Clive, Bert and Alain at the cliff nets loaded with birds – don’t worry, that’s not quite the size and shape of Clive’s stomach – he’s stuffed his empty bird bags down his shirt for easy access for when he needs them!
We took it as it came but didn’t have time to play around with swallow nets and ended up with a very comfortable 2,465 birds that really didn’t ‘feel like’ so many as it all went so efficiently and effectively – all ringed and released by 11:30am. The remarkable thing was we didn’t open the back line at all except the 2 cliff nets & we didn’t put nets up for swallows;
Highlights: quite a few River Warblers in the night and then very few in the day catch which was odd; two Eurasian Rollers were caught in the first round in the mist – our first this year and part of the major movement of Rollers coming south down the valley and over the escarpment heading to Tanzania and beyond. Otherwise it was the usual species again, perhaps slightly more Sprossers that before.
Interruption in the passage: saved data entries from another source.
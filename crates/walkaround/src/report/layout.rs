//! Page layout for inspection reports.
//!
//! Layout works top-down in points on a US-Letter page: `y` is the distance
//! from the top edge. Before every category header and item line the cursor
//! is checked against the printable area; if the line would run into the
//! footer reservation, the page is closed and a new one started.

use crate::catalog::Catalog;
use crate::record::Record;

/// Page width in points (8.5 in).
pub const PAGE_WIDTH: f32 = 612.0;
/// Page height in points (11 in).
pub const PAGE_HEIGHT: f32 = 792.0;
/// Left margin and top cursor position of every page.
pub const MARGIN: f32 = 20.0;
/// Cursor advance per line.
pub const LINE_HEIGHT: f32 = 20.0;
/// Space kept free at the bottom of each page for the footer.
pub const FOOTER_RESERVE: f32 = 60.0;
/// Footer distance from the bottom edge.
pub const FOOTER_OFFSET: f32 = 40.0;
/// Extra indent of item lines under their category.
pub const ITEM_INDENT: f32 = 20.0;

/// Report title, also used as the PDF document title.
pub const TITLE: &str = "WalkAround Checklist Record";
/// Left-hand footer text.
pub const FOOTER_TEXT: &str = "Generated by WalkAround-Checks App";

const SECTION_TITLE: &str = "Completed Checklist Items:";
const COMMENTS_TITLE: &str = "Comments:";

/// What a piece of text is, which decides its font.
#[derive(Debug, Clone, Copy, PartialEq, Eq)]
pub enum Role {
    /// The report title.
    Title,
    /// A header field (date, driver, truck).
    Field,
    /// The "Completed Checklist Items:" heading.
    SectionTitle,
    /// A category name.
    CategoryHeader,
    /// A completed item line.
    Item,
    /// The "Comments:" heading.
    CommentsHeader,
    /// The comment text block.
    Comments,
    /// Left-hand footer text.
    FooterLeft,
    /// Right-aligned page number.
    FooterRight,
}

impl Role {
    /// Font size in points.
    #[must_use]
    pub fn font_size(self) -> f32 {
        match self {
            Self::Title | Self::SectionTitle | Self::CommentsHeader => 18.0,
            Self::CategoryHeader => 14.0,
            Self::Field | Self::Item | Self::Comments => 12.0,
            Self::FooterLeft | Self::FooterRight => 10.0,
        }
    }

    /// Whether the text is set in bold.
    #[must_use]
    pub fn is_bold(self) -> bool {
        matches!(
            self,
            Self::Title | Self::SectionTitle | Self::CommentsHeader | Self::CategoryHeader
        )
    }

    /// Whether `x` is the right edge of the text instead of the left.
    #[must_use]
    pub fn is_right_aligned(self) -> bool {
        matches!(self, Self::FooterRight)
    }
}

/// A piece of text placed on a page.
#[derive(Debug, Clone, PartialEq)]
pub struct TextRun {
    /// What the text is.
    pub role: Role,
    /// The text; comment blocks may contain newlines.
    pub text: String,
    /// Horizontal anchor in points from the left edge.
    pub x: f32,
    /// Top of the line in points from the top edge.
    pub y: f32,
}

/// One laid-out page.
#[derive(Debug, Clone, PartialEq)]
pub struct Page {
    /// 1-based page number.
    pub number: u32,
    /// Text in drawing order.
    pub runs: Vec<TextRun>,
}

impl Page {
    fn new(number: u32) -> Self {
        Self {
            number,
            runs: Vec::new(),
        }
    }

    /// Runs with the given role, in drawing order.
    pub fn runs_with(&self, role: Role) -> impl Iterator<Item = &TextRun> {
        self.runs.iter().filter(move |r| r.role == role)
    }
}

/// A whole report, page by page.
#[derive(Debug, Clone, PartialEq)]
pub struct Layout {
    pages: Vec<Page>,
}

impl Layout {
    /// Lay out `record`, grouping its items by `catalog` category.
    ///
    /// Categories and items appear in catalog order; categories with no
    /// completed items are left out entirely. The comment block is placed
    /// after a single room check and is not split across pages.
    #[must_use]
    pub fn build(record: &Record, catalog: &Catalog) -> Self {
        let mut cursor = Cursor::new();

        cursor.draw(Role::Title, MARGIN, TITLE, 40.0);
        cursor.draw(
            Role::Field,
            MARGIN,
            &format!("Date: {}", record.date().format("%d/%m/%Y")),
            LINE_HEIGHT,
        );
        cursor.draw(
            Role::Field,
            MARGIN,
            &format!("Driver: {}", record.driver_name()),
            LINE_HEIGHT,
        );
        cursor.draw(
            Role::Field,
            MARGIN,
            &format!("Truck: {}", record.truck_number()),
            40.0,
        );
        cursor.draw(Role::SectionTitle, MARGIN, SECTION_TITLE, LINE_HEIGHT);

        for category in catalog.categories() {
            let done = record.completed_in(category);
            if done.is_empty() {
                continue;
            }

            cursor.ensure_room(LINE_HEIGHT);
            cursor.draw(Role::CategoryHeader, MARGIN, category.name(), LINE_HEIGHT);

            for item in done {
                cursor.ensure_room(LINE_HEIGHT);
                cursor.draw(Role::Item, MARGIN + ITEM_INDENT, item, LINE_HEIGHT);
            }
        }

        if !record.comments().is_empty() {
            cursor.ensure_room(2.0 * LINE_HEIGHT);
            cursor.y += LINE_HEIGHT;
            cursor.draw(Role::CommentsHeader, MARGIN, COMMENTS_TITLE, LINE_HEIGHT);
            cursor.draw(Role::Comments, MARGIN, record.comments(), 0.0);
        }

        cursor.finish()
    }

    /// All pages, first to last.
    #[must_use]
    pub fn pages(&self) -> &[Page] {
        &self.pages
    }

    /// Every run on every page, in drawing order.
    pub fn runs(&self) -> impl Iterator<Item = &TextRun> {
        self.pages.iter().flat_map(|p| p.runs.iter())
    }

    /// Every run with the given role, across pages.
    pub fn runs_with(&self, role: Role) -> impl Iterator<Item = &TextRun> {
        self.runs().filter(move |r| r.role == role)
    }
}

struct Cursor {
    done: Vec<Page>,
    page: Page,
    y: f32,
}

impl Cursor {
    fn new() -> Self {
        Self {
            done: Vec::new(),
            page: Page::new(1),
            y: MARGIN,
        }
    }

    fn draw(&mut self, role: Role, x: f32, text: &str, advance: f32) {
        self.page.runs.push(TextRun {
            role,
            text: text.to_string(),
            x,
            y: self.y,
        });
        self.y += advance;
    }

    fn ensure_room(&mut self, needed: f32) {
        if self.y + needed > PAGE_HEIGHT - FOOTER_RESERVE {
            let next = Page::new(self.page.number + 1);
            let full = std::mem::replace(&mut self.page, next);
            self.done.push(with_footer(full));
            self.y = MARGIN;
        }
    }

    fn finish(mut self) -> Layout {
        self.done.push(with_footer(self.page));
        Layout { pages: self.done }
    }
}

fn with_footer(mut page: Page) -> Page {
    let y = PAGE_HEIGHT - FOOTER_OFFSET;
    page.runs.push(TextRun {
        role: Role::FooterLeft,
        text: FOOTER_TEXT.to_string(),
        x: MARGIN,
        y,
    });
    page.runs.push(TextRun {
        role: Role::FooterRight,
        text: format!("Page {}", page.number),
        x: PAGE_WIDTH - MARGIN,
        y,
    });
    page
}

#[cfg(test)]
mod tests {
    use super::*;
    use crate::catalog::Category;
    use crate::record::tests::sample_record;

    fn texts<'a>(runs: impl Iterator<Item = &'a TextRun>) -> Vec<&'a str> {
        runs.map(|r| r.text.as_str()).collect()
    }

    #[test]
    fn test_header_block_positions() {
        let record = sample_record("John Doe", &[], "");
        let layout = Layout::build(&record, &Catalog::standard());
        let page = &layout.pages()[0];

        let header: Vec<(&str, f32)> = page.runs[..5]
            .iter()
            .map(|r| (r.text.as_str(), r.y))
            .collect();
        assert_eq!(
            header,
            vec![
                ("WalkAround Checklist Record", 20.0),
                ("Date: 05/03/2024", 60.0),
                ("Driver: John Doe", 80.0),
                ("Truck: 1234", 100.0),
                ("Completed Checklist Items:", 140.0),
            ]
        );
    }

    #[test]
    fn test_zero_items_has_only_header_and_footer() {
        let record = sample_record("John Doe", &[], "");
        let layout = Layout::build(&record, &Catalog::standard());

        assert_eq!(layout.pages().len(), 1);
        assert_eq!(layout.runs_with(Role::CategoryHeader).count(), 0);
        assert_eq!(layout.runs_with(Role::Item).count(), 0);
        assert_eq!(layout.runs_with(Role::CommentsHeader).count(), 0);
        assert_eq!(texts(layout.runs_with(Role::FooterRight)), vec!["Page 1"]);
        assert_eq!(
            texts(layout.runs_with(Role::FooterLeft)),
            vec!["Generated by WalkAround-Checks App"]
        );
    }

    #[test]
    fn test_single_category_without_comments() {
        let catalog = Catalog::standard();
        let safety = catalog.category("Safety Features").unwrap();
        let items: Vec<&str> = safety.items().iter().map(String::as_str).collect();
        let record = sample_record("John Doe", &items, "");

        let layout = Layout::build(&record, &catalog);

        assert_eq!(
            texts(layout.runs_with(Role::CategoryHeader)),
            vec!["Safety Features"]
        );
        assert_eq!(texts(layout.runs_with(Role::Item)), items);
        assert_eq!(layout.runs_with(Role::CommentsHeader).count(), 0);
        assert_eq!(layout.runs_with(Role::Comments).count(), 0);
    }

    #[test]
    fn test_items_follow_catalog_not_storage_order() {
        let catalog = Catalog::new(vec![
            Category::new("First", ["a", "b", "c"]),
            Category::new("Empty", ["x"]),
            Category::new("Second", ["d"]),
        ]);
        let record = sample_record("J", &["d", "c", "a", "zzz", "a"], "");

        let layout = Layout::build(&record, &catalog);

        assert_eq!(
            texts(layout.runs_with(Role::CategoryHeader)),
            vec!["First", "Second"]
        );
        assert_eq!(texts(layout.runs_with(Role::Item)), vec!["a", "c", "d"]);
    }

    #[test]
    fn test_item_lines_are_indented() {
        let catalog = Catalog::new(vec![Category::new("Only", ["a"])]);
        let record = sample_record("J", &["a"], "");
        let layout = Layout::build(&record, &catalog);

        let header = layout.runs_with(Role::CategoryHeader).next().unwrap();
        let item = layout.runs_with(Role::Item).next().unwrap();
        assert_eq!(header.x, MARGIN);
        assert_eq!(item.x, MARGIN + ITEM_INDENT);
        assert_eq!((header.y, item.y), (160.0, 180.0));
    }

    #[test]
    fn test_full_record_breaks_onto_second_page() {
        let catalog = Catalog::standard();
        let items: Vec<&str> = catalog.items().collect();
        let record = sample_record("John Doe", &items, "All good");

        let layout = Layout::build(&record, &catalog);

        // 35 lines: 28 fit below the header, 7 spill over
        assert_eq!(layout.pages().len(), 2);
        let first = &layout.pages()[0];
        let second = &layout.pages()[1];
        let body = |p: &Page| {
            p.runs
                .iter()
                .filter(|r| matches!(r.role, Role::CategoryHeader | Role::Item))
                .count()
        };
        assert_eq!(body(first), 28);
        assert_eq!(body(second), 7);
        assert_eq!(second.runs[0].y, MARGIN);

        assert_eq!(texts(first.runs_with(Role::FooterRight)), vec!["Page 1"]);
        assert_eq!(texts(second.runs_with(Role::FooterRight)), vec!["Page 2"]);

        let comments_header = second.runs_with(Role::CommentsHeader).next().unwrap();
        assert_eq!(comments_header.y, 180.0);
        let comments = second.runs_with(Role::Comments).next().unwrap();
        assert_eq!((comments.text.as_str(), comments.y), ("All good", 200.0));
    }

    #[test]
    fn test_nothing_drawn_into_footer_reservation() {
        let labels: Vec<String> = (0..120).map(|i| format!("item {i}")).collect();
        let catalog = Catalog::new(vec![
            Category::new("Long", labels.iter().take(60).cloned()),
            Category::new("Longer", labels.iter().skip(60).cloned()),
        ]);
        let refs: Vec<&str> = labels.iter().map(String::as_str).collect();
        let record = sample_record("J", &refs, "");

        let layout = Layout::build(&record, &catalog);

        assert_eq!(layout.runs_with(Role::Item).count(), 120);
        for run in layout.runs() {
            if matches!(run.role, Role::CategoryHeader | Role::Item) {
                assert!(run.y + LINE_HEIGHT <= PAGE_HEIGHT - FOOTER_RESERVE);
            }
        }
        let numbers: Vec<u32> = layout.pages().iter().map(|p| p.number).collect();
        assert_eq!(numbers, (1..=u32::try_from(numbers.len()).unwrap()).collect::<Vec<_>>());
        for page in layout.pages() {
            assert_eq!(page.runs_with(Role::FooterLeft).count(), 1);
            assert_eq!(page.runs_with(Role::FooterRight).count(), 1);
        }
    }

    #[test]
    fn test_comments_break_needs_two_lines_of_room() {
        // 28 lines fill page one down to y = 720; comments need 40 more
        let labels: Vec<String> = (0..27).map(|i| format!("item {i}")).collect();
        let catalog = Catalog::new(vec![Category::new("C", labels.iter().cloned())]);
        let refs: Vec<&str> = labels.iter().map(String::as_str).collect();
        let record = sample_record("J", &refs, "Note");

        let layout = Layout::build(&record, &catalog);

        assert_eq!(layout.pages().len(), 2);
        assert_eq!(layout.pages()[0].runs_with(Role::Item).count(), 27);
        let header = layout.pages()[1].runs_with(Role::CommentsHeader).next().unwrap();
        assert_eq!(header.y, MARGIN + LINE_HEIGHT);
    }

    #[test]
    fn test_long_comments_are_one_block() {
        let comments = "line\n".repeat(80);
        let record = sample_record("J", &[], &comments);
        let layout = Layout::build(&record, &Catalog::standard());

        assert_eq!(layout.pages().len(), 1);
        let blocks: Vec<&TextRun> = layout.runs_with(Role::Comments).collect();
        assert_eq!(blocks.len(), 1);
        assert_eq!(blocks[0].text, comments);
    }

    #[test]
    fn test_role_fonts() {
        assert!(Role::Title.is_bold());
        assert!(Role::CategoryHeader.is_bold());
        assert!(!Role::Item.is_bold());
        assert_eq!(Role::CategoryHeader.font_size(), 14.0);
        assert_eq!(Role::FooterRight.font_size(), 10.0);
        assert!(Role::FooterRight.is_right_aligned());
        assert!(!Role::FooterLeft.is_right_aligned());
    }
}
Rachel very happy being bitten by the Roller
I had been planning to do a Eurasian Roller survey in Tsavo while here at Ngulia since the A Rocha France project have got a major focus on the species (their study site in southern France has the highest recorded breeding density of Rollers in Europe). As we were finished so soon I decided it was a good time to do this so Yoav, Nadav and Rachel joined me to do a 50km transect around the park counting Eurasian Rollers and also doing a “raptor road count” – recording all raptors seen from the road as you drive.
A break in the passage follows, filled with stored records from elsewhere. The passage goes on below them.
//! Loading and saving the record collection.
//!
//! The whole collection is one JSON blob under a single key. Every write is
//! read-modify-write of the full sequence; nothing is ever appended in place.

use tracing::{debug, warn};

use crate::config::Config;
use crate::error::{Error, Result};
use crate::record::Record;
use crate::storage::KeyValueStore;

/// What happens when the stored blob cannot be decoded or encoded.
#[derive(Debug, Clone, Copy, PartialEq, Eq, Default)]
pub enum CodecFailure {
    /// Log and carry on: an undecodable collection reads as empty and an
    /// unencodable one is not written.
    #[default]
    Swallow,
    /// Return [`Error::PersistenceDecode`] / [`Error::PersistenceEncode`].
    Surface,
}

impl CodecFailure {
    /// The mode selected by `persistence.strict`.
    #[must_use]
    pub fn from_config(config: &Config) -> Self {
        if config.persistence.strict {
            Self::Surface
        } else {
            Self::Swallow
        }
    }
}

/// Reads and writes the persisted collection through a [`KeyValueStore`].
#[derive(Debug)]
pub struct RecordGateway<S> {
    store: S,
    key: String,
    on_failure: CodecFailure,
}

impl<S: KeyValueStore> RecordGateway<S> {
    /// Create a gateway storing the collection under `key`.
    pub fn new(store: S, key: impl Into<String>, on_failure: CodecFailure) -> Self {
        Self {
            store,
            key: key.into(),
            on_failure,
        }
    }

    /// The key the collection is stored under.
    #[must_use]
    pub fn key(&self) -> &str {
        &self.key
    }

    /// The underlying store.
    #[must_use]
    pub fn store(&self) -> &S {
        &self.store
    }

    /// Load the full collection, in persisted order.
    ///
    /// A missing key loads as an empty collection.
    ///
    /// # Errors
    ///
    /// Returns an error if the store cannot be read, or, with
    /// [`CodecFailure::Surface`], if the blob cannot be decoded.
    pub fn load(&self) -> Result<Vec<Record>> {
        let Some(blob) = self.store.get(&self.key)? else {
            debug!("No saved records under {}", self.key);
            return Ok(Vec::new());
        };

        match serde_json::from_slice::<Vec<Record>>(&blob) {
            Ok(records) => {
                debug!("Loaded {} records", records.len());
                Ok(records)
            }
            Err(source) => match self.on_failure {
                CodecFailure::Swallow => {
                    warn!(
                        "Saved records under {} could not be decoded, treating as empty: {}",
                        self.key, source
                    );
                    Ok(Vec::new())
                }
                CodecFailure::Surface => Err(Error::PersistenceDecode {
                    key: self.key.clone(),
                    source,
                }),
            },
        }
    }

    /// Overwrite the stored collection with `records`.
    ///
    /// # Errors
    ///
    /// Returns an error if the store cannot be written, or, with
    /// [`CodecFailure::Surface`], if the records cannot be encoded.
    pub fn save(&self, records: &[Record]) -> Result<()> {
        let blob = match serde_json::to_vec(records) {
            Ok(blob) => blob,
            Err(source) => {
                return match self.on_failure {
                    CodecFailure::Swallow => {
                        warn!("Records could not be encoded, nothing written: {}", source);
                        Ok(())
                    }
                    CodecFailure::Surface => Err(Error::PersistenceEncode {
                        key: self.key.clone(),
                        source,
                    }),
                };
            }
        };

        self.store.put(&self.key, &blob)?;
        debug!("Saved {} records", records.len());
        Ok(())
    }

    /// Load the collection, append `record`, and save the result.
    ///
    /// # Errors
    ///
    /// Returns an error if loading or saving fails.
    pub fn append(&self, record: Record) -> Result<()> {
        let mut records = self.load()?;
        records.push(record);
        self.save(&records)
    }
}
There were huge numbers of Rollers still moving through the park heading south and we found many groups of them spread out perched on trees along the road. Using Distance Sampling, I hope we’ll be able to estimate the density of them in the park today. The lighting was awesome with storms in the distance and that unbeatable African evening lighting causing the expansive and stunning landscape to glow.
We saw a fair few Steppe Eagles, a pair of African Hawk Eagles as well as another adult + young and later a single juvenile, Brown Snake Eagle, Pale Chanting Goshawk and some more Amur Falcons. Of course we met Simon Thomsett and Laila in their funky Range Rover that Simon has done up for their trans-Africa raptor safari – great to see them again.